Yesterday I appeared before the House Judiciary Committee to talk about a balanced budget amendment to the U.S. Constitution. The other witnesses were Former Governor and Attorney General Richard Thornburgh, Former CBO Director and current president of the American Action Forum, Douglas Holtz-Eakin, and Professor Philip Joyce of the University of Maryland.
I began by pointing out the enormity of the problem: CBO projects that absent policy change, the nation’s debt will be 90 percent of GDP in just seven years. This is an important figure because research suggests that when national debt levels get much above this point, their growth rates tend to slow. In the median case, they slow by 1 percentage point and in the mean case, their growth rates are cut in half.
This may not sound like much, but to put it in perspective, I used the following chart.
What would current national income be if—in 1975—the U.S. had accumulated the sort of debt that we are about to accumulate and the nation’s growth rate had slowed by 1 percentage point? This is indicated by the dashed line in the middle. Today’s GDP would be about 1/3rd smaller than it actually is. And what would national income be if we had grown at half our actual pace? This is indicated in the bottom line. Today’s income would be 45 percent smaller than it actually is. To get a feel for this magnitude, notice the blip in the top right corner of the actual GDP line. That is the Great Recession that began in 2008. As I told the Judiciary Committee:
The most calamitous economic contraction in decades pales in comparison to the lost income associated with persistently anemic economic growth from too much debt.
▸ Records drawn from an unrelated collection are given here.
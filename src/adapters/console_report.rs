//! Console report adapter.
//!
//! Renders one block per analysis with a `N days: value` row per requested
//! day-count. Absent values print as `no data` rather than a zero that could
//! be mistaken for a computed result.

use crate::domain::error::StocklensError;
use crate::domain::report::AnalysisReport;
use crate::ports::report_port::ReportPort;
use std::fmt::Write;

pub struct ConsoleReportAdapter;

impl ReportPort for ConsoleReportAdapter {
    fn write(&self, report: &AnalysisReport) -> Result<(), StocklensError> {
        print!("{}", render(report));
        Ok(())
    }
}

pub fn render(report: &AnalysisReport) -> String {
    let mut out = String::new();
    let _ = writeln!(out, "=== {} ===", report.symbol);

    for section in &report.sections {
        let _ = writeln!(out, "{}:", section.analysis);
        for row in &section.rows {
            match row.value {
                Some(value) => {
                    let _ = writeln!(out, "{} days: {:.2}", row.days, value);
                }
                None => {
                    let _ = writeln!(out, "{} days: no data", row.days);
                }
            }
        }
        out.push('\n');
    }

    out
}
In my view, the nation’s fiscal problems owe much to the incentives that politicians face. Around 1:27:45 I make this point:
The basic problem here is one of externalities. This is a problem that is familiar to environmental economists. If a factory…in the process
of making a product for consumers, is allowed to bilge smoke into the air, that’s an externality. And they will make too much of the product unless it is internalized. So here, what’s happening is that this current generation is allowed to externalize the costs of government onto the next generation….The costs of reform, the costs of avoiding this kind of economic contraction that we are staring at will be borne by people like me, the median voter. But the costs of the status quo will be borne by my daughter. She cannot vote. Until we can internalize that externality, I think we are going to continue to make the wrong choice because none of you have the incentive to make the right choice. It’s not your fault; you are all good people, you are servants of the public and you are listening to what your constituents and your median voters are saying. But the incentives that they offer you are not right.
A balanced budget amendment, by internalizing this externality, would correct these misaligned incentives. Simply put, it would “make each generation that benefits from government services pay for the costs of producing them.”
Unfortunately, despite the ardent wishes of my 7th grade civics teacher, these sorts of hearings are not, primarily, about weighing the evidence and changing minds. Instead, they have much more to do with scoring political points and solidifying already-hardened positions. Nevertheless, I found that most of the Congress-people who disagreed with me were polite. And I hope that this leads to opportunities for more fruitful exchanges down the line.